Nick Bostrom has an “Orthogonal Thesis” that states:

Intelligence and final goals are orthogonal axes along which possible agents can freely vary. In other words, more or less any level of intelligence could in principle be combined with more or less any final goal.

Which portends that we should be wary of super-intelligence in that we cannot predict its goals. We argue that automation of the future will be of three kinds. There will be narrow specialist kind where goals will be well defined and therefore controllable. There will also be adaptive generalist kind where goals are more malleable and thus less controllable. Finally, there will be a social intelligence kind that we have yet to understand its full nature. The observation of three cognitive dimension leads to a more precise application of Bostrom’s orthogonality thesis. More precisely: there are different kinds of intelligences that have different kind of goals.

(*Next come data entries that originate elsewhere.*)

//! Sound backend implementation using rodio

use std::io::Cursor;
use std::path::Path;
use std::sync::mpsc;
use std::sync::{Arc, Mutex, MutexGuard};
use std::thread;
use std::time::Duration;

use rodio::cpal::traits::{DeviceTrait, HostTrait};
use rodio::{Decoder, OutputStream, OutputStreamHandle, Sink, Source};
use tracing::{debug, info, warn};

use super::cache::{FileLoader, SoundCache, SoundData, SoundLoader};
use super::{clamp_volume, SoundBackend, DEFAULT_DEVICE};
use crate::error::{LoadError, PlaybackError, PlaybackResult};
use crate::metrics::CacheMetrics;

/// How often a blocking play checks whether its sink has drained
const COMPLETION_POLL: Duration = Duration::from_millis(10);

/// Reads the file and checks that rodio can decode it
struct DecodingLoader;

impl SoundLoader for DecodingLoader {
    type Handle = SoundData;

    fn load(&self, path: &Path) -> Result<SoundData, LoadError> {
        let data = FileLoader.load(path)?;
        Decoder::new(Cursor::new(data.clone())).map_err(|e| LoadError::Malformed {
            path: path.to_path_buf(),
            reason: e.to_string(),
        })?;
        Ok(data)
    }
}

/// Keeps the output stream alive on its own thread.
///
/// `OutputStream` cannot cross threads, so it is created and dropped on a
/// dedicated one; only the handle is shared.
struct StreamGuard {
    close: Option<mpsc::Sender<()>>,
    thread: Option<thread::JoinHandle<()>>,
}

impl Drop for StreamGuard {
    fn drop(&mut self) {
        drop(self.close.take());
        if let Some(thread) = self.thread.take() {
            let _ = thread.join();
        }
    }
}

/// Rodio-backed player. One clip plays at a time per caller; `stop_all`
/// interrupts every clip in flight.
pub struct RodioBackend {
    stream_handle: OutputStreamHandle,
    cache: SoundCache<DecodingLoader>,
    active: Mutex<Vec<Arc<Sink>>>,
    _stream: StreamGuard,
}

impl RodioBackend {
    /// Open the system default output
    pub fn new() -> PlaybackResult<Self> {
        Self::open(None, super::DEFAULT_CACHE_CAPACITY)
    }

    /// Open a named output device, or the default one when `device` is
    /// `None` or [`DEFAULT_DEVICE`]
    pub fn open(device: Option<&str>, cache_capacity: usize) -> PlaybackResult<Self> {
        let device = device
            .filter(|name| *name != DEFAULT_DEVICE)
            .map(str::to_string);
        let (stream_handle, guard) = spawn_stream(device.clone())?;

        info!(
            device = device.as_deref().unwrap_or(DEFAULT_DEVICE),
            "Audio backend initialized"
        );

        Ok(Self {
            stream_handle,
            cache: SoundCache::with_capacity(DecodingLoader, cache_capacity),
            active: Mutex::new(Vec::new()),
            _stream: guard,
        })
    }

    fn active(&self) -> MutexGuard<'_, Vec<Arc<Sink>>> {
        self.active.lock().unwrap_or_else(|e| e.into_inner())
    }

    fn new_sink(&self, volume: f32) -> PlaybackResult<Sink> {
        let sink = Sink::try_new(&self.stream_handle)
            .map_err(|e| PlaybackError::Stream(e.to_string()))?;
        sink.set_volume(clamp_volume(volume));
        Ok(sink)
    }

    /// Block until the sink drains, which also happens after `stop_all`
    fn wait_for(&self, sink: Sink) {
        let sink = Arc::new(sink);
        self.active().push(Arc::clone(&sink));

        while !sink.empty() {
            thread::sleep(COMPLETION_POLL);
        }

        self.active().retain(|s| !Arc::ptr_eq(s, &sink));
    }
}

impl SoundBackend for RodioBackend {
    fn play(&self, path: &Path, volume: f32) -> PlaybackResult<()> {
        debug!(path = %path.display(), "Playing sound file");

        let data = self.cache.get_or_load(path)?;
        let source = Decoder::new(Cursor::new(data)).map_err(|e| LoadError::Malformed {
            path: path.to_path_buf(),
            reason: e.to_string(),
        })?;

        let sink = self.new_sink(volume)?;
        sink.append(source);
        self.wait_for(sink);
        Ok(())
    }

    fn play_tone(&self, frequency_hz: f32, duration: Duration, volume: f32) -> PlaybackResult<()> {
        debug!(frequency_hz, duration_ms = duration.as_millis() as u64, "Playing test tone");

        let sink = self.new_sink(volume)?;
        sink.append(SamplesSource::tone(frequency_hz, duration, 44100));
        self.wait_for(sink);
        Ok(())
    }

    fn stop_all(&self) {
        let sinks: Vec<_> = self.active().drain(..).collect();
        if !sinks.is_empty() {
            debug!(count = sinks.len(), "Stopping active sounds");
        }
        for sink in sinks {
            sink.stop();
        }
    }

    fn set_volume(&self, volume: f32) {
        let volume = clamp_volume(volume);
        for sink in self.active().iter() {
            sink.set_volume(volume);
        }
    }

    fn output_devices(&self) -> Vec<String> {
        let mut devices = vec![DEFAULT_DEVICE.to_string()];
        match rodio::cpal::default_host().output_devices() {
            Ok(found) => devices.extend(found.filter_map(|d| d.name().ok())),
            Err(e) => warn!(error = %e, "Output device enumeration unavailable"),
        }
        devices
    }

    fn clear_cache(&self) {
        self.cache.clear();
    }

    fn cache_metrics(&self) -> CacheMetrics {
        self.cache.metrics()
    }
}

fn spawn_stream(device: Option<String>) -> PlaybackResult<(OutputStreamHandle, StreamGuard)> {
    let (ready_tx, ready_rx) = mpsc::channel();
    let (close_tx, close_rx) = mpsc::channel::<()>();

    let thread = thread::Builder::new()
        .name("audio-output".to_string())
        .spawn(move || match open_output(device.as_deref()) {
            Ok((stream, handle)) => {
                if ready_tx.send(Ok(handle)).is_err() {
                    return;
                }
                // Parked until the guard drops its sender
                let _ = close_rx.recv();
                drop(stream);
            }
            Err(e) => {
                let _ = ready_tx.send(Err(e));
            }
        })
        .map_err(|e| PlaybackError::Stream(e.to_string()))?;

    let handle = ready_rx.recv().map_err(|_| PlaybackError::NotAvailable)??;

    Ok((
        handle,
        StreamGuard {
            close: Some(close_tx),
            thread: Some(thread),
        },
    ))
}

fn open_output(device: Option<&str>) -> PlaybackResult<(OutputStream, OutputStreamHandle)> {
    let Some(name) = device else {
        return OutputStream::try_default().map_err(|e| PlaybackError::Stream(e.to_string()));
    };

    let devices = rodio::cpal::default_host()
        .output_devices()
        .map_err(|e| PlaybackError::Device(e.to_string()))?;

    for candidate in devices {
        if candidate.name().map(|n| n == name).unwrap_or(false) {
            return OutputStream::try_from_device(&candidate)
                .map_err(|e| PlaybackError::Device(e.to_string()));
        }
    }

    Err(PlaybackError::Device(format!("output device not found: {}", name)))
}

/// Simple samples-based audio source for generated tones
struct SamplesSource {
    samples: Vec<f32>,
    position: usize,
    sample_rate: u32,
}

impl SamplesSource {
    /// Sine tone with a short fade in and fade out
    fn tone(frequency: f32, duration: Duration, sample_rate: u32) -> Self {
        let secs = duration.as_secs_f32();
        let count = (sample_rate as f32 * secs) as usize;
        let samples = (0..count)
            .map(|i| {
                let t = i as f32 / sample_rate as f32;
                let envelope = if t < 0.01 {
                    t / 0.01
                } else if t > secs - 0.05 {
                    ((secs - t) / 0.05).max(0.0)
                } else {
                    1.0
                };
                (t * frequency * 2.0 * std::f32::consts::PI).sin() * envelope * 0.3
            })
            .collect();

        Self {
            samples,
            position: 0,
            sample_rate,
        }
    }
}

impl Iterator for SamplesSource {
    type Item = f32;

    fn next(&mut self) -> Option<Self::Item> {
        let sample = self.samples.get(self.position).copied();
        if sample.is_some() {
            self.position += 1;
        }
        sample
    }
}

impl Source for SamplesSource {
    fn current_frame_len(&self) -> Option<usize> {
        Some(self.samples.len() - self.position)
    }

    fn channels(&self) -> u16 {
        1 // Mono
    }

    fn sample_rate(&self) -> u32 {
        self.sample_rate
    }

    fn total_duration(&self) -> Option<Duration> {
        let samples_remaining = self.samples.len() - self.position;
        Some(Duration::from_secs_f32(
            samples_remaining as f32 / self.sample_rate as f32,
        ))
    }
}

The impact of each kind of intelligence will be different. The computational kind will bring about new cures in medicine, new scientific understanding and more efficient and less wasteful processes. The autonomous kind will bring about greater conveniences such as self-driving automobiles; robotic care takers in the workplace and in the home and intuitive user interfaces. The third kind, the social kind has its obvious advantages with regards to advertising to the masses and managing social unrest.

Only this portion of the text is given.